Not a drug. HNP-1 is an endogenous human neutrophil peptide studied as a research reagent for antimicrobial, immunomodulatory, and biomarker purposes. Recombinant and synthetic HNP-1 are available from research vendors (Sigma-Aldrich, Peptides International, Bachem) for in-vitro mechanistic work. Elevated HNP-1/2/3 plasma concentrations have been explored as a biomarker of sepsis, bacterial infection, and inflammatory bowel disease, but no defensin has advanced to regulatory approval as a therapeutic.

References

  1. [pubmed] Ganz T, Selsted ME, Szklarek D, Harwig SS, Daher K, Bainton DF, Lehrer RI. "Defensins. Natural peptide antibiotics of human neutrophils." J Clin Invest, 1985;76(4):1427-1435. (First isolation and naming of HNP-1, -2, -3.)
  2. [review] Lehrer RI, Lu W. "α-Defensins in human innate immunity." Immunol Rev, 2012;245(1):84-112.
  3. [pubmed] de Leeuw E, Li C, Zeng P, et al. "Functional interaction of human neutrophil peptide-1 with the cell wall precursor lipid II." FEBS Lett, 2010;584(8):1543-1548.

Related peptides

HNP-2

The N-terminally truncated HNP-1 variant — 29 residues instead of 30, same disulfide scaffold, the same biological activity profile. A direct proteolytic or post-translational derivative of the prodefensin encoded by DEFA1/DEFA3; isolated alongside HNP-1 and HNP-3 by Ganz et al. in 1985. Research peptide only — no clinical development.

HNP-3

The third of the three classical neutrophil α-defensins — identical to HNP-1 except the first residue (Asp vs. Ala). Encoded predominantly by DEFA3, a nearly-identical paralog of DEFA1 that arose from segmental duplication. Research peptide only.

HD5

The Paneth cell α-defensin — the dominant antimicrobial peptide of the human small intestine, stored at millimolar concentrations in Paneth cell secretory granules and released into the crypt lumen upon cholinergic or bacterial stimulus. Reduced HD5 expression is a recognised feature of ileal Crohn disease.

HD6

The Paneth cell α-defensin that does not kill directly — HD6 traps enteric pathogens by self-assembling into fibrillar "nanonets" (Chu et al., Science 2012), a mechanism unique among the defensin family.
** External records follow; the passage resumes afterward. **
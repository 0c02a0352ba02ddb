//! Error types for date and day count operations.

use thiserror::Error;

/// A specialized Result type for core operations.
pub type CoreResult<T> = Result<T, CoreError>;

/// The error type for core operations.
#[derive(Error, Debug, Clone, PartialEq, Eq)]
pub enum CoreError {
    /// Error in date calculations or invalid date.
    #[error("Invalid date: {message}")]
    InvalidDate {
        /// Description of the date error.
        message: String,
    },

    /// Day count calculation error.
    #[error("Day count error: {reason}")]
    DayCountError {
        /// Description of the error.
        reason: String,
    },
}

impl CoreError {
    /// Creates an invalid date error.
    #[must_use]
    pub fn invalid_date(message: impl Into<String>) -> Self {
        Self::InvalidDate {
            message: message.into(),
        }
    }

    /// Creates a day count error.
    #[must_use]
    pub fn day_count(reason: impl Into<String>) -> Self {
        Self::DayCountError {
            reason: reason.into(),
        }
    }
}
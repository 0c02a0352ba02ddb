//! Discount factor and yield conversions.
//!
//! Yields are annually compounded on an Actual/365 Fixed time axis:
//!
//! - `P(t) = (1 + y)^(-t)`
//! - `y = P(t)^(-1/t) - 1`
//!
//! where `t` is the year fraction from `today` to the payment date.

use bondfit_core::daycounts::{Act365Fixed, DayCount};
use bondfit_core::Date;

use crate::error::{CurveError, CurveResult};

/// Converts a discount factor for `future_date` into the annual yield it
/// implies as seen from `today`.
///
/// # Errors
///
/// Returns `CurveError::YieldDomain` if `future_date == today` (zero elapsed
/// time), or if `discount` is not a finite positive number.
///
/// # Example
///
/// ```rust
/// use bondfit_curves::discount_to_yield;
/// use bondfit_core::Date;
///
/// let today = Date::from_ymd(2020, 7, 23).unwrap();
/// let in_two_years = Date::from_ymd(2022, 7, 23).unwrap();
///
/// let y = discount_to_yield(0.96, in_two_years, today).unwrap();
/// assert!((y - (0.96_f64.powf(-0.5) - 1.0)).abs() < 1e-15);
/// ```
pub fn discount_to_yield(discount: f64, future_date: Date, today: Date) -> CurveResult<f64> {
    let t = Act365Fixed.year_fraction(today, future_date);
    if t == 0.0 {
        return Err(CurveError::yield_domain(format!(
            "no time elapses between {today} and {future_date}"
        )));
    }
    if !discount.is_finite() || discount <= 0.0 {
        return Err(CurveError::yield_domain(format!(
            "discount factor must be positive and finite, got {discount}"
        )));
    }

    Ok(discount.powf(-1.0 / t) - 1.0)
}

/// Converts an annual yield into the discount factor for `future_date` as
/// seen from `today`.
///
/// # Errors
///
/// Returns `CurveError::YieldDomain` if `yield_rate` is not finite or is at
/// or below -100%.
pub fn yield_to_discount(yield_rate: f64, future_date: Date, today: Date) -> CurveResult<f64> {
    if !yield_rate.is_finite() || yield_rate <= -1.0 {
        return Err(CurveError::yield_domain(format!(
            "yield must be finite and above -1, got {yield_rate}"
        )));
    }

    let t = Act365Fixed.year_fraction(today, future_date);
    Ok((1.0 + yield_rate).powf(-t))
}
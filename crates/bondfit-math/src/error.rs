//! Error types for mathematical operations.

use thiserror::Error;

/// A specialized Result type for mathematical operations.
pub type MathResult<T> = Result<T, MathError>;

/// Errors that can occur during mathematical operations.
#[derive(Error, Debug, Clone, PartialEq)]
pub enum MathError {
    /// Iterative algorithm stopped without meeting a convergence criterion.
    #[error("Convergence failed after {iterations} iterations (residual: {residual:.2e})")]
    ConvergenceFailed {
        /// Number of iterations attempted.
        iterations: usize,
        /// Final residual norm.
        residual: f64,
    },

    /// Matrix is singular (not invertible).
    #[error("Singular matrix: cannot invert")]
    SingularMatrix,

    /// Matrix and vector dimensions are incompatible.
    #[error("Incompatible dimensions: ({rows1}x{cols1}) and ({rows2}x{cols2})")]
    DimensionMismatch {
        /// Rows in first operand.
        rows1: usize,
        /// Columns in first operand.
        cols1: usize,
        /// Rows in second operand.
        rows2: usize,
        /// Columns in second operand.
        cols2: usize,
    },

    /// Interpolation point is outside the valid range.
    #[error("Extrapolation not allowed: {x} is outside [{min}, {max}]")]
    ExtrapolationNotAllowed {
        /// The query point.
        x: f64,
        /// Minimum valid value.
        min: f64,
        /// Maximum valid value.
        max: f64,
    },

    /// Insufficient data points for operation.
    #[error("Insufficient data: need at least {required}, got {actual}")]
    InsufficientData {
        /// Minimum required points.
        required: usize,
        /// Actual number of points.
        actual: usize,
    },

    /// Invalid input parameter.
    #[error("Invalid input: {reason}")]
    InvalidInput {
        /// Description of the invalid input.
        reason: String,
    },

    /// A computation produced NaN or infinity.
    #[error("Non-finite value in {context}")]
    NonFiniteValue {
        /// Where the value appeared.
        context: String,
    },
}

impl MathError {
    /// Creates a convergence failed error.
    #[must_use]
    pub fn convergence_failed(iterations: usize, residual: f64) -> Self {
        Self::ConvergenceFailed {
            iterations,
            residual,
        }
    }

    /// Creates an invalid input error.
    #[must_use]
    pub fn invalid_input(reason: impl Into<String>) -> Self {
        Self::InvalidInput {
            reason: reason.into(),
        }
    }

    /// Creates an insufficient data error.
    #[must_use]
    pub fn insufficient_data(required: usize, actual: usize) -> Self {
        Self::InsufficientData { required, actual }
    }

    /// Creates a non-finite value error.
    #[must_use]
    pub fn non_finite(context: impl Into<String>) -> Self {
        Self::NonFiniteValue {
            context: context.into(),
        }
    }
}
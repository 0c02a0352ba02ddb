//! Annual coupon schedules.

use bondfit_core::calendars::next_business_day;
use bondfit_core::Date;

use super::Coupon;
use crate::error::{BondError, BondResult};

/// Calendar days between a coupon's ex-date and its unadjusted payment date.
pub const EX_DIVIDEND_DAYS: i64 = 9;

/// Generates one coupon per year from `first_pay_date` up to and including
/// `last_pay_date`.
///
/// Each unadjusted coupon date keeps the month and day of `first_pay_date`
/// (29 February falls back to 28 February in non-leap years). The payment
/// date is the coupon date rolled forward to a weekday, and the ex-date is
/// [`EX_DIVIDEND_DAYS`] earlier, rolled the same way. Every coupon pays
/// `principal * rate_per_period`.
///
/// Returns an empty schedule when `first_pay_date > last_pay_date`.
///
/// # Errors
///
/// Returns `BondError::InvalidSpec` if `rate_per_period` or `principal` is
/// not finite, or if the resulting coupon amount is negative.
///
/// # Example
///
/// ```rust
/// use bondfit_bonds::cashflows::generate_annual_coupons;
/// use bondfit_core::Date;
///
/// let first = Date::from_ymd(2020, 11, 21).unwrap();
/// let last = Date::from_ymd(2030, 11, 21).unwrap();
///
/// let coupons = generate_annual_coupons(first, last, 0.01, 100.0).unwrap();
/// assert_eq!(coupons.len(), 11);
/// // 2020-11-21 is a Saturday
/// assert_eq!(coupons[0].payment_date(), Date::from_ymd(2020, 11, 23).unwrap());
/// ```
pub fn generate_annual_coupons(
    first_pay_date: Date,
    last_pay_date: Date,
    rate_per_period: f64,
    principal: f64,
) -> BondResult<Vec<Coupon>> {
    if !rate_per_period.is_finite() || !principal.is_finite() {
        return Err(BondError::invalid_spec(format!(
            "coupon rate {rate_per_period} and principal {principal} must be finite"
        )));
    }

    let amount = principal * rate_per_period;
    let mut coupons = Vec::new();

    for years in 0.. {
        let coupon_date = first_pay_date.add_years(years)?;
        if coupon_date > last_pay_date {
            break;
        }

        let payment_date = next_business_day(coupon_date);
        let ex_date = next_business_day(coupon_date - EX_DIVIDEND_DAYS);
        coupons.push(Coupon::new(amount, ex_date, payment_date)?);
    }

    Ok(coupons)
}
//! # Bondfit Curves
//!
//! Discount curves and their calibration for the bondfit library.
//!
//! This crate provides:
//!
//! - **Curve Trait**: [`DiscountCurve`], a date to discount factor function
//! - **Curve Types**: flat, closure-backed and fitted cubic-spline curves
//! - **Conversion**: discount factor to annual yield and back
//! - **Calibration**: joint Levenberg-Marquardt fit of spline knot values to
//!   observed instrument prices
//!
//! ## Quick Start
//!
//! ```rust
//! use bondfit_curves::prelude::*;
//!
//! let today = Date::from_ymd(2020, 7, 23).unwrap();
//!
//! // Knot times are year fractions from today, knot values discount factors
//! let curve = SplineDiscountCurve::new(
//!     today,
//!     vec![0.0, 1.0, 2.0, 3.0],
//!     vec![1.0, 0.99, 0.975, 0.955],
//! )
//! .unwrap();
//!
//! let maturity = Date::from_ymd(2022, 7, 23).unwrap();
//! let df = curve.discount_factor(maturity).unwrap();
//! let y = discount_to_yield(df, maturity, today).unwrap();
//! assert!(y > 0.0 && y < 0.02);
//! ```

#![warn(missing_docs)]
#![warn(clippy::all)]
#![warn(clippy::pedantic)]
#![allow(clippy::module_name_repetitions)]
#![allow(clippy::missing_errors_doc)]
#![allow(clippy::must_use_candidate)]
#![allow(clippy::cast_precision_loss)]
#![allow(clippy::doc_markdown)]

pub mod calibration;
pub mod conversion;
pub mod curves;
pub mod error;
pub mod traits;

/// Prelude module for convenient imports.
pub mod prelude {
    pub use crate::calibration::{
        fit_discount_curve, CalibrationInstrument, CalibrationResult, DiscountCurveFitter,
        DiscountFitOptions,
    };
    pub use crate::conversion::{discount_to_yield, yield_to_discount};
    pub use crate::curves::{
        ExtrapolationPolicy, FlatDiscountCurve, FnDiscountCurve, SplineDiscountCurve,
    };
    pub use crate::error::{CurveError, CurveResult};
    pub use crate::traits::DiscountCurve;
    pub use bondfit_core::types::Date;
}

pub use conversion::{discount_to_yield, yield_to_discount};
pub use error::{CurveError, CurveResult};
pub use traits::DiscountCurve;
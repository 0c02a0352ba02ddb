//! # Bondfit Bonds
//!
//! Coupon bonds, their valuation, and discount curve fitting to bond prices
//! for the bondfit library.
//!
//! This crate provides:
//!
//! - **Cash Flows**: [`Coupon`](cashflows::Coupon) records and annual coupon
//!   schedules rolled to business days
//! - **Instruments**: [`Bond`](instruments::Bond), including semi-annual
//!   bonds built from two interleaved annual series
//! - **Pricing**: dirty value against any
//!   [`DiscountCurve`](bondfit_curves::DiscountCurve)
//! - **Calibration**: bonds as curve calibration instruments and
//!   [`fit_discount_curve`](curve_instruments::fit_discount_curve)
//!
//! ## Example
//!
//! ```rust
//! use bondfit_bonds::prelude::*;
//!
//! let d = |y, m, day| Date::from_ymd(y, m, day).unwrap();
//!
//! let bond = Bond::semi_annual(d(2020, 11, 21), d(2021, 5, 21), d(2030, 5, 21), 0.01, 100.0)
//!     .unwrap();
//! assert_eq!(bond.coupons().len(), 20);
//!
//! // Undiscounted, the bond is worth its principal plus every live coupon
//! let value = bond.dirty_value(&FlatDiscountCurve::new(1.0), d(2020, 7, 20)).unwrap();
//! assert!((value - 110.0).abs() < 1e-12);
//! ```

#![warn(missing_docs)]
#![warn(clippy::all)]
#![warn(clippy::pedantic)]
#![allow(clippy::module_name_repetitions)]
#![allow(clippy::missing_errors_doc)]
#![allow(clippy::must_use_candidate)]
#![allow(clippy::cast_precision_loss)]
#![allow(clippy::doc_markdown)]
#![allow(clippy::float_cmp)]

pub mod cashflows;
pub mod curve_instruments;
pub mod error;
pub mod instruments;
pub mod pricing;

/// Prelude module for convenient imports.
pub mod prelude {
    pub use crate::cashflows::{generate_annual_coupons, Coupon};
    pub use crate::curve_instruments::{fit_bonds, fit_discount_curve};
    pub use crate::error::{BondError, BondResult};
    pub use crate::instruments::{construct_semi_annual_bond, Bond};
    pub use crate::pricing::dirty_value;

    pub use bondfit_core::types::Date;
    pub use bondfit_curves::calibration::{
        CalibrationInstrument, CalibrationResult, DiscountCurveFitter, DiscountFitOptions,
    };
    pub use bondfit_curves::conversion::discount_to_yield;
    pub use bondfit_curves::curves::{
        ExtrapolationPolicy, FlatDiscountCurve, FnDiscountCurve, SplineDiscountCurve,
    };
    pub use bondfit_curves::DiscountCurve;
}

pub use error::{BondError, BondResult};
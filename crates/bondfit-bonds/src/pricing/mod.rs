//! Bond valuation against a discount curve.
//!
//! ```text
//! Dirty Value = Σ Coupon(i) × DF(Pay(i))   for coupons with Ex(i) > as_of
//!             + Principal × DF(Maturity)
//! ```
//!
//! Coupons on or past their ex-date are dropped outright; no accrual is
//! applied to them.

use bondfit_core::Date;
use bondfit_curves::{CurveResult, DiscountCurve};

use crate::error::{BondError, BondResult};
use crate::instruments::Bond;

/// Dirty value of `bond` on `curve` as of `as_of`.
///
/// # Errors
///
/// Curve evaluation errors (for example a date outside a fitted curve's
/// domain under a failing extrapolation policy) come back as
/// `BondError::Curve`. A non-finite total is reported as
/// `BondError::PricingFailed`.
///
/// # Example
///
/// ```rust
/// use bondfit_bonds::prelude::*;
///
/// let bond = Bond::semi_annual(
///     Date::from_ymd(2020, 11, 21).unwrap(),
///     Date::from_ymd(2021, 5, 21).unwrap(),
///     Date::from_ymd(2030, 5, 21).unwrap(),
///     0.01,
///     100.0,
/// )
/// .unwrap();
///
/// let as_of = Date::from_ymd(2020, 7, 20).unwrap();
/// let value = dirty_value(&bond, &FlatDiscountCurve::new(0.99), as_of).unwrap();
/// assert!((value - 0.99 * 110.0).abs() < 1e-9);
/// ```
pub fn dirty_value(bond: &Bond, curve: &dyn DiscountCurve, as_of: Date) -> BondResult<f64> {
    let value = discounted_value(bond, curve, as_of)?;

    if value.is_finite() {
        Ok(value)
    } else {
        Err(BondError::pricing_failed(format!(
            "dirty value of bond maturing {} is {value}",
            bond.maturity()
        )))
    }
}

/// Sum of discounted live cash flows, reported in the curve crate's error
/// type so calibration can propagate it unchanged.
pub(crate) fn discounted_value(
    bond: &Bond,
    curve: &dyn DiscountCurve,
    as_of: Date,
) -> CurveResult<f64> {
    let coupons = bond
        .live_coupons(as_of)
        .try_fold(0.0, |acc, coupon| -> CurveResult<f64> {
            Ok(acc + coupon.amount() * curve.discount_factor(coupon.payment_date())?)
        })?;

    let principal = bond.principal() * curve.discount_factor(bond.maturity())?;

    Ok(coupons + principal)
}
//! Actual/365 Fixed day count convention.

use chrono::Days;

use super::DayCount;
use crate::error::{CoreError, CoreResult};
use crate::types::Date;

/// Actual/365 Fixed day count convention.
///
/// The day count is the actual number of days between dates.
/// The year basis is always 365 days (ignoring leap years).
///
/// # Formula
///
/// $$\text{Year Fraction} = \frac{\text{Actual Days}}{365}$$
#[derive(Debug, Clone, Copy, Default, PartialEq, Eq)]
pub struct Act365Fixed;

impl Act365Fixed {
    const BASIS: f64 = 365.0;

    /// Inverse of [`DayCount::year_fraction`]: the date `fraction` years
    /// after `start`, rounded to the nearest whole day.
    ///
    /// Ties round to the even day count, so half a day adds nothing and two
    /// and a half days add two.
    ///
    /// # Errors
    ///
    /// Returns `CoreError::DayCountError` if `fraction` is not finite or the
    /// resulting date is out of range.
    pub fn date_from_year_fraction(&self, start: Date, fraction: f64) -> CoreResult<Date> {
        if !fraction.is_finite() {
            return Err(CoreError::day_count(format!(
                "year fraction must be finite, got {fraction}"
            )));
        }

        let days = (fraction * Self::BASIS).round_ties_even();
        let naive = start.as_naive_date();
        let shifted = if days >= 0.0 {
            naive.checked_add_days(Days::new(days as u64))
        } else {
            naive.checked_sub_days(Days::new((-days) as u64))
        };

        shifted.map(Date::from).ok_or_else(|| {
            CoreError::day_count(format!("{fraction} years from {start} is out of range"))
        })
    }
}

impl DayCount for Act365Fixed {
    fn name(&self) -> &'static str {
        "ACT/365F"
    }

    fn year_fraction(&self, start: Date, end: Date) -> f64 {
        self.day_count(start, end) as f64 / Self::BASIS
    }

    fn day_count(&self, start: Date, end: Date) -> i64 {
        start.days_between(&end)
    }
}
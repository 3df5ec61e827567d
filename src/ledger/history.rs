//! Point-in-time ledger snapshots and the linear undo/redo history over them.

use serde::{Deserialize, Serialize};
use tracing::debug;

use super::{
    budget_list::BudgetList, collections::EntityList, debt::Debt, expense::Expense,
    recurring::RecurringRule,
};
use crate::errors::{LedgerError, Result};

/// The four ledger collections as they stood after one commit.
#[derive(Debug, Clone, Default, PartialEq, Serialize, Deserialize)]
pub struct LedgerSnapshot {
    #[serde(default)]
    pub expenses: EntityList<Expense>,
    #[serde(default)]
    pub debts: EntityList<Debt>,
    #[serde(default)]
    pub budgets: BudgetList,
    #[serde(default)]
    pub recurring: EntityList<RecurringRule>,
}

impl LedgerSnapshot {
    pub fn is_empty(&self) -> bool {
        self.expenses.is_empty()
            && self.debts.is_empty()
            && self.budgets.is_empty()
            && self.recurring.is_empty()
    }
}

/// Ordered snapshots plus a cursor at the active one.
///
/// The cursor always indexes a stored snapshot; committing while the cursor is behind the
/// newest snapshot drops the redo branch first.
#[derive(Debug, Clone)]
pub struct SnapshotHistory {
    snapshots: Vec<LedgerSnapshot>,
    cursor: usize,
}

impl SnapshotHistory {
    pub fn new(initial: LedgerSnapshot) -> Self {
        Self {
            snapshots: vec![initial],
            cursor: 0,
        }
    }

    pub fn commit(&mut self, snapshot: LedgerSnapshot) -> usize {
        let discarded = self.snapshots.len() - self.cursor - 1;
        self.snapshots.truncate(self.cursor + 1);
        self.snapshots.push(snapshot);
        self.cursor = self.snapshots.len() - 1;
        debug!(revision = self.cursor, discarded, "committed ledger snapshot");
        self.cursor
    }

    pub fn undo(&mut self) -> Result<&LedgerSnapshot> {
        if !self.can_undo() {
            return Err(LedgerError::NoUndoAvailable);
        }
        self.cursor -= 1;
        debug!(revision = self.cursor, "undo");
        Ok(&self.snapshots[self.cursor])
    }

    pub fn redo(&mut self) -> Result<&LedgerSnapshot> {
        if !self.can_redo() {
            return Err(LedgerError::NoRedoAvailable);
        }
        self.cursor += 1;
        debug!(revision = self.cursor, "redo");
        Ok(&self.snapshots[self.cursor])
    }

    /// Removes the newest snapshot when the cursor is on it and returns the one now current.
    pub(crate) fn discard_head(&mut self) -> Option<&LedgerSnapshot> {
        if self.cursor == 0 || self.cursor + 1 != self.snapshots.len() {
            return None;
        }
        self.snapshots.pop();
        self.cursor -= 1;
        Some(&self.snapshots[self.cursor])
    }

    pub fn can_undo(&self) -> bool {
        self.cursor > 0
    }

    pub fn can_redo(&self) -> bool {
        self.cursor + 1 < self.snapshots.len()
    }

    pub fn current(&self) -> &LedgerSnapshot {
        &self.snapshots[self.cursor]
    }

    pub fn cursor(&self) -> usize {
        self.cursor
    }

    pub fn len(&self) -> usize {
        self.snapshots.len()
    }

    pub fn is_empty(&self) -> bool {
        self.snapshots.is_empty()
    }
}

impl Default for SnapshotHistory {
    fn default() -> Self {
        Self::new(LedgerSnapshot::default())
    }
}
Poor microbicidal activity in vitro was a decade-long puzzle until the trapping mechanism was discovered.

hBD-1

The constitutive epithelial β-defensin — first isolated from haemodialysate urine by Bensch, Schröder and colleagues (FEBS Letters 1995). Constitutively expressed (unlike hBD-2 and hBD-3, which are inducible), salt-sensitive in standard assays, and a major component of urogenital and airway surface antimicrobial defense.

hBD-2

The inducible β-defensin — cloned by Harder, Bartels, Christophers and Schröder (Nature 1997) from the lesional scales of psoriasis patients, with the paper framing psoriatic skin as a paradoxical "almost-never-infected" phenotype driven by massive β-defensin induction. Induced by TLR / NF-κB signalling in response to bacterial lipopolysaccharide and pro-inflammatory cytokines (IL-1, TNF-α).
Disclaimer

This entry is for educational purposes only and does not constitute medical advice. Dosing information reflects published regulatory or research data and is not a recommendation. Many compounds described here are not approved for human use in the United States. Consult a licensed medical professional before considering any peptide therapy.